**DESCRIPTION OF THE TASK:** Look through the entries below and extract exactly the lines from the one containing "return Vec::new();" through the one containing "while accepted.len() <", ends included.

**INFORMATION GIVEN:**
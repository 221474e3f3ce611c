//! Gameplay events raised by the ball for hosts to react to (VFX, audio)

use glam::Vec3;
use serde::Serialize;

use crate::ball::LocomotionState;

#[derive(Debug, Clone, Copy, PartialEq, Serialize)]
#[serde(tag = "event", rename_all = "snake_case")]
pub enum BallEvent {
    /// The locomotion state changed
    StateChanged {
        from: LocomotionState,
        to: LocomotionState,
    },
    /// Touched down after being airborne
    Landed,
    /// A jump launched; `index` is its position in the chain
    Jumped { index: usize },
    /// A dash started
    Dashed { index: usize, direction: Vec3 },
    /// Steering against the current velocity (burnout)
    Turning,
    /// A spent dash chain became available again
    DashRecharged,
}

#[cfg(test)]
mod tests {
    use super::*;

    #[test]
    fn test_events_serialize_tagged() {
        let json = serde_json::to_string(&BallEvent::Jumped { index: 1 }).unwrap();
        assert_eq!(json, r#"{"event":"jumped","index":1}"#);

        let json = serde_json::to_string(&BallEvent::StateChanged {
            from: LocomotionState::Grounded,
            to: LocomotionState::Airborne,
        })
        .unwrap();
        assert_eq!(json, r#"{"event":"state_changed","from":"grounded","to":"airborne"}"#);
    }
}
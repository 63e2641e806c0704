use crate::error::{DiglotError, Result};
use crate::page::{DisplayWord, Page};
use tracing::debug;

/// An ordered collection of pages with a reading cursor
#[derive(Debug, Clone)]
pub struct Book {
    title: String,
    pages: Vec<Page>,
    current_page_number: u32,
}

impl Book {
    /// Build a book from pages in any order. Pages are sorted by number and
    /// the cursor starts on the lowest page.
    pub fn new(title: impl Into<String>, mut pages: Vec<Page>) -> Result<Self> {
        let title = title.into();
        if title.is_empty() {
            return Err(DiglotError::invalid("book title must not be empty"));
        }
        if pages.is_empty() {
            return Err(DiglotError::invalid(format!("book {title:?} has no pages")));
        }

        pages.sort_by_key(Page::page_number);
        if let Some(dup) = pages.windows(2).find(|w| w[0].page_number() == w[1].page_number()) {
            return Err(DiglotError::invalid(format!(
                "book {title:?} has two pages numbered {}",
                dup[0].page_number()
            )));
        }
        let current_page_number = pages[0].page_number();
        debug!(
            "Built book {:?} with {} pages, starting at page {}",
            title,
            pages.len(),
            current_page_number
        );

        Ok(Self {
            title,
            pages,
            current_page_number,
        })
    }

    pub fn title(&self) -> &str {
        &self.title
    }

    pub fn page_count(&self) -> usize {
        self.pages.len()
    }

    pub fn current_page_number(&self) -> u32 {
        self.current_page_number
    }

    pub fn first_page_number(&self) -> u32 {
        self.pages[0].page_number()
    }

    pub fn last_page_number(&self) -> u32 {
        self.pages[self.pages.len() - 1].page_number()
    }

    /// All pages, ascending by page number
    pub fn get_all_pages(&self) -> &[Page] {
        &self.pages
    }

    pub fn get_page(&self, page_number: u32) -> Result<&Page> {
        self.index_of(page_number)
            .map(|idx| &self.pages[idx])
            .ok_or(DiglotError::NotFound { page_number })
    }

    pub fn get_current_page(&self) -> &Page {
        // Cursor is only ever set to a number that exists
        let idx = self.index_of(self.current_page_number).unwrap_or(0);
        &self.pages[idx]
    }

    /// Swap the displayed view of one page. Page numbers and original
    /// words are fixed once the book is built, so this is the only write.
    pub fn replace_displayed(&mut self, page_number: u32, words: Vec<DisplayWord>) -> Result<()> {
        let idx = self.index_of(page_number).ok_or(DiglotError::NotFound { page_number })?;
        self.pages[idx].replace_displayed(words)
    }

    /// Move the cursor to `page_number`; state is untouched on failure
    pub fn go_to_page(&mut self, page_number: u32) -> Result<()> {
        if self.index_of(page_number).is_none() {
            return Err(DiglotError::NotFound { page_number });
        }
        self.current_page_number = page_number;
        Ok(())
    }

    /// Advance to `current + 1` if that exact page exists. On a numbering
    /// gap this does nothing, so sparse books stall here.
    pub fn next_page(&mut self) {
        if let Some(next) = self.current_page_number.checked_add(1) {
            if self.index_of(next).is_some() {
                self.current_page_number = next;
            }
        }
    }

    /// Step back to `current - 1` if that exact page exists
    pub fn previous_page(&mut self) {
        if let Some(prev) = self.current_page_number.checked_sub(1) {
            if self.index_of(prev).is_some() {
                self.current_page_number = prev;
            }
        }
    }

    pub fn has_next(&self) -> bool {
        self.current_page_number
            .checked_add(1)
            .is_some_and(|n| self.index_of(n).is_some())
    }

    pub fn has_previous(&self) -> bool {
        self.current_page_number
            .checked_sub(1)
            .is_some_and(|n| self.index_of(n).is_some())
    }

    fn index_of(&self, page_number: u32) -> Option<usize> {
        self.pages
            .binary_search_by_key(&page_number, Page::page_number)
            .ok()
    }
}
...
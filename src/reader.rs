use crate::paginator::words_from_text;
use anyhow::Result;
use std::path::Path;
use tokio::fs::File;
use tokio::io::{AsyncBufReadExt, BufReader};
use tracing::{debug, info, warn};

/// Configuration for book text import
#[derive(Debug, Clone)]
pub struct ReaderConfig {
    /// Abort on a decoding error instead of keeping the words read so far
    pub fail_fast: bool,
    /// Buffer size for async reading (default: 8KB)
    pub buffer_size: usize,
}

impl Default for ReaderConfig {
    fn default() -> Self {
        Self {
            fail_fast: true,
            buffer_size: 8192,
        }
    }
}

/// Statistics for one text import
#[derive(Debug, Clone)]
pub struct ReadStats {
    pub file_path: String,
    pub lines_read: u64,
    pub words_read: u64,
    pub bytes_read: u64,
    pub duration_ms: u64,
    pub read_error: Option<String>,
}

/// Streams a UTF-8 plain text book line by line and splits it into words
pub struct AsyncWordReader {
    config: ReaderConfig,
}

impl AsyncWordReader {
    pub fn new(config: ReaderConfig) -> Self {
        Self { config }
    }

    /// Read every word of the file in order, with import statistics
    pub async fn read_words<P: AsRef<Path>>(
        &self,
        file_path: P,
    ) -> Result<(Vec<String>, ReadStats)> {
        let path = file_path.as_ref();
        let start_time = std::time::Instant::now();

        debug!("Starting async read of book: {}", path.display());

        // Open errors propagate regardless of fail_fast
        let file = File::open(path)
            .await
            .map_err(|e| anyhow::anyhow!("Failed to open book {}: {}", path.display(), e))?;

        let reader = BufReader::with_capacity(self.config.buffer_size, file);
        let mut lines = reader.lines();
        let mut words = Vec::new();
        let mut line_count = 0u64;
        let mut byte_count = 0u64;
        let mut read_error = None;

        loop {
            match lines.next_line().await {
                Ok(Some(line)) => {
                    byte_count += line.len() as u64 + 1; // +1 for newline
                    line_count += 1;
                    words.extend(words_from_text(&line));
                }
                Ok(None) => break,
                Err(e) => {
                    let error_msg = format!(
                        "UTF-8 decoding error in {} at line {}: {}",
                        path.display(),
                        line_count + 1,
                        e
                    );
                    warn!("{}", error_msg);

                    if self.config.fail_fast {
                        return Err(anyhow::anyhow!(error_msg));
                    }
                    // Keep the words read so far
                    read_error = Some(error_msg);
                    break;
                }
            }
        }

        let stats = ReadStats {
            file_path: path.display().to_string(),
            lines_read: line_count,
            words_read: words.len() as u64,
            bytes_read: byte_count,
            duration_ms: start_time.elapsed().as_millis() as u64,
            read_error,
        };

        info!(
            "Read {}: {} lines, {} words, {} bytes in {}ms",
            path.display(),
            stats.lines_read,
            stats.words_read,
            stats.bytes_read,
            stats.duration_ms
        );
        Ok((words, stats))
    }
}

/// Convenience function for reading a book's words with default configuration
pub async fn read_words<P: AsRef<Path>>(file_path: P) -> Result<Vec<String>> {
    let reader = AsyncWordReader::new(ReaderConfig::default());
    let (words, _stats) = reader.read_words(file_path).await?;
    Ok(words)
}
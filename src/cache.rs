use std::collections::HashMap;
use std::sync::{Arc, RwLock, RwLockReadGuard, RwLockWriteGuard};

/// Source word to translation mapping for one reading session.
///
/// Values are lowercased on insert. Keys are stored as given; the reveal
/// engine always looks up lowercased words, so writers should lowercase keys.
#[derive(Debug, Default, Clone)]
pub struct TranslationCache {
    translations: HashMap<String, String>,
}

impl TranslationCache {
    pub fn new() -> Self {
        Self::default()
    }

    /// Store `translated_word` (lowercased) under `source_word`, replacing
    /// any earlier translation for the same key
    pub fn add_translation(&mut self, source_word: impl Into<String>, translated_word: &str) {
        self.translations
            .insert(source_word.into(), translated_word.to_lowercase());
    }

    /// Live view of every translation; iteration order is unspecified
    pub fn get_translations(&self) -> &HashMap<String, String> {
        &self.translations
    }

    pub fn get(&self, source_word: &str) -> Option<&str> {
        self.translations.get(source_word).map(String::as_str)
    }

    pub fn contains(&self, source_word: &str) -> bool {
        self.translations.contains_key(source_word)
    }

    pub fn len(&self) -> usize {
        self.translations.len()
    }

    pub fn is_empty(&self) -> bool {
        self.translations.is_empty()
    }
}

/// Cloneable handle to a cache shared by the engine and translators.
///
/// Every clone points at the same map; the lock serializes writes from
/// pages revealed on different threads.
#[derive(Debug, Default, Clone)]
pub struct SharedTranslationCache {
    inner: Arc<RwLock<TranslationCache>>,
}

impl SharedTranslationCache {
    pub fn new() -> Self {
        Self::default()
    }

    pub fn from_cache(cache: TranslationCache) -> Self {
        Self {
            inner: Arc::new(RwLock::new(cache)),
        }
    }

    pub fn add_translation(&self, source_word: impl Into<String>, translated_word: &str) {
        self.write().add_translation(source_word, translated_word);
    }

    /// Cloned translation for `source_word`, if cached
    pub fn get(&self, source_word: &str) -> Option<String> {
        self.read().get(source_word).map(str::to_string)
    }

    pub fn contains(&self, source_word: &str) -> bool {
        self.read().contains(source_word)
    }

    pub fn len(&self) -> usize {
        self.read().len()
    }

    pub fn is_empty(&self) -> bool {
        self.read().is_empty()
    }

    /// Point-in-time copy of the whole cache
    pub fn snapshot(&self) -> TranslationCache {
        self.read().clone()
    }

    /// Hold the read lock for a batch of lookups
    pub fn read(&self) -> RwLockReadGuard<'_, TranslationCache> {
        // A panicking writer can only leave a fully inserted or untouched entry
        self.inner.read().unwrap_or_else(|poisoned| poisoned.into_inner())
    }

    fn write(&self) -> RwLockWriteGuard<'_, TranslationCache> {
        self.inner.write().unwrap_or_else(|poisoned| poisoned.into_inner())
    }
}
...
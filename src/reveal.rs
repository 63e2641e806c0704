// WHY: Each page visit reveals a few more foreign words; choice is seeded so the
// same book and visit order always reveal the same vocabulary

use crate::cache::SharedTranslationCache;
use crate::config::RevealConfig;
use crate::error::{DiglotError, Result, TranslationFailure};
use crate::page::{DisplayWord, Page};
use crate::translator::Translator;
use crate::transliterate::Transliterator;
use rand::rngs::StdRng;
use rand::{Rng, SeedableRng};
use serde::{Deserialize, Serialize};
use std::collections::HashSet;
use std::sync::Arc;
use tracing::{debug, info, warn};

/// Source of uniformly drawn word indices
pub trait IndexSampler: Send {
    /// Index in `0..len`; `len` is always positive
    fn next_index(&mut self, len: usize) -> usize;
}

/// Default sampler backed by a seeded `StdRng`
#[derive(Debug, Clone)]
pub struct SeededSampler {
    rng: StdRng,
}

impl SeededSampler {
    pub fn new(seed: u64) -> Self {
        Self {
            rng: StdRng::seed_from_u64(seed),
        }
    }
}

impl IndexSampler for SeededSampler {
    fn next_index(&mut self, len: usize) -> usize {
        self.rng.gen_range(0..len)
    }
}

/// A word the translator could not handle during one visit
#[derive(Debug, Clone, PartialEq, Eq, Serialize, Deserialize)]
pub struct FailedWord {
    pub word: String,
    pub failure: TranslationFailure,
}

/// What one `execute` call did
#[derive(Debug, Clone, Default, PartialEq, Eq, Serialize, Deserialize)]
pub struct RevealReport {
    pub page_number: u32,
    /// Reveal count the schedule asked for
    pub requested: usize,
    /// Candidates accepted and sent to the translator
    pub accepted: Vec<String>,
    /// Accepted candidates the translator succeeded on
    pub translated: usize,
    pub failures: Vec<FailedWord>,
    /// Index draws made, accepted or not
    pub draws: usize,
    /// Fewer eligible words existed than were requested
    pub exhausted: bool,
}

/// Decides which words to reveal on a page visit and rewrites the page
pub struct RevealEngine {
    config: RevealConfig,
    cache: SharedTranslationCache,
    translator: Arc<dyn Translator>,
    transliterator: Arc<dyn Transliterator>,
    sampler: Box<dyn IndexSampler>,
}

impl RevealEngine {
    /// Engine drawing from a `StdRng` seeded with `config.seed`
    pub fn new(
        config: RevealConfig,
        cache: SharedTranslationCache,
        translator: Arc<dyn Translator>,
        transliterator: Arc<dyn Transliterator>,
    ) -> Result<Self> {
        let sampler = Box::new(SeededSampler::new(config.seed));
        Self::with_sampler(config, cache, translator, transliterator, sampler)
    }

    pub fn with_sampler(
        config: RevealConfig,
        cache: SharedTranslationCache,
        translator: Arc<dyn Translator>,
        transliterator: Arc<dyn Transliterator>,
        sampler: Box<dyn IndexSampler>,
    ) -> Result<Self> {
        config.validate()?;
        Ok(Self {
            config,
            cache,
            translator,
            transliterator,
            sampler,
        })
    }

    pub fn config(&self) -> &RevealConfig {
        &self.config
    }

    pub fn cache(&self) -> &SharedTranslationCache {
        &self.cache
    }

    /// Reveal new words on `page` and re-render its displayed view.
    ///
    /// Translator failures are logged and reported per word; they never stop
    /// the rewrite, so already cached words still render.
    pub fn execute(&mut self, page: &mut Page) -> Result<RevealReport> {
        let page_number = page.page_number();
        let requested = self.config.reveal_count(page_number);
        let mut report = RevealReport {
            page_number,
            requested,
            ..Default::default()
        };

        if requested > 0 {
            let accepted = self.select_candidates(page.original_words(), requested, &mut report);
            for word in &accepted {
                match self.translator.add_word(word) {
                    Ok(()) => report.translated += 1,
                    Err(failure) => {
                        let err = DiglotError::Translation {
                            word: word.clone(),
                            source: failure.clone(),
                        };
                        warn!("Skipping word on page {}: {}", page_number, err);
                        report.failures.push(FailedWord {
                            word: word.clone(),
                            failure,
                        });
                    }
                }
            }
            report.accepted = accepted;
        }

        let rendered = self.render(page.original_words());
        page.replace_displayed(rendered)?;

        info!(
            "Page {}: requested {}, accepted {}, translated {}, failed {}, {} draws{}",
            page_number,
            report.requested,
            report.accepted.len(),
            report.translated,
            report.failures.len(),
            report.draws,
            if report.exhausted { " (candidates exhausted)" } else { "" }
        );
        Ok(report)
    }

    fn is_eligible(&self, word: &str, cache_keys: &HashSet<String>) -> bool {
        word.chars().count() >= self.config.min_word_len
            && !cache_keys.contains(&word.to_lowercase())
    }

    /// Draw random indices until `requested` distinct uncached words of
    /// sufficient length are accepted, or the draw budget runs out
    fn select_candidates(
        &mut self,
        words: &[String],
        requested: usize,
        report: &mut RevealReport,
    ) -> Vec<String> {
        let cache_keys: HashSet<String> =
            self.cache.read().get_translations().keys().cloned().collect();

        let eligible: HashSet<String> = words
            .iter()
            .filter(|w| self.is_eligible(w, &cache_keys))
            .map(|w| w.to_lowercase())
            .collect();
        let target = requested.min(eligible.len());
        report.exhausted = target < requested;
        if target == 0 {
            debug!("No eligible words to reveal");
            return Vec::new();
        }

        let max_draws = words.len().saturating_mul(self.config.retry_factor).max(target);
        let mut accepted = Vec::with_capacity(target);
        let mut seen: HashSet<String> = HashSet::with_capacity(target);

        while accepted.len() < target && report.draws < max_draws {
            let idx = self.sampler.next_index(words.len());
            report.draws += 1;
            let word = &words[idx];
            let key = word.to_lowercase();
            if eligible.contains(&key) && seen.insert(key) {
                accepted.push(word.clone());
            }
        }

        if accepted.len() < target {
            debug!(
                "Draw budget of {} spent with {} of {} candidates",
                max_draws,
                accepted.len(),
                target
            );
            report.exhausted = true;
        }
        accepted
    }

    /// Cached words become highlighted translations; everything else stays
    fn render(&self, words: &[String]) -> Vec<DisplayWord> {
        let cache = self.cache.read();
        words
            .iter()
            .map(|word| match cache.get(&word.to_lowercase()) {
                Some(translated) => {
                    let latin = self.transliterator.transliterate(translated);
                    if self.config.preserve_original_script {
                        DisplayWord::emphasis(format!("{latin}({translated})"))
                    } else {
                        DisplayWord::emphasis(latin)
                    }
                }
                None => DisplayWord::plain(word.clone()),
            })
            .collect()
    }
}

**RESULT OF THIS TASK:**
            return Vec::new();
        }

        let max_draws = words.len().saturating_mul(self.config.retry_factor).max(target);
        let mut accepted = Vec::with_capacity(target);
        let mut seen: HashSet<String> = HashSet::with_capacity(target);

        while accepted.len() < target && report.draws < max_draws {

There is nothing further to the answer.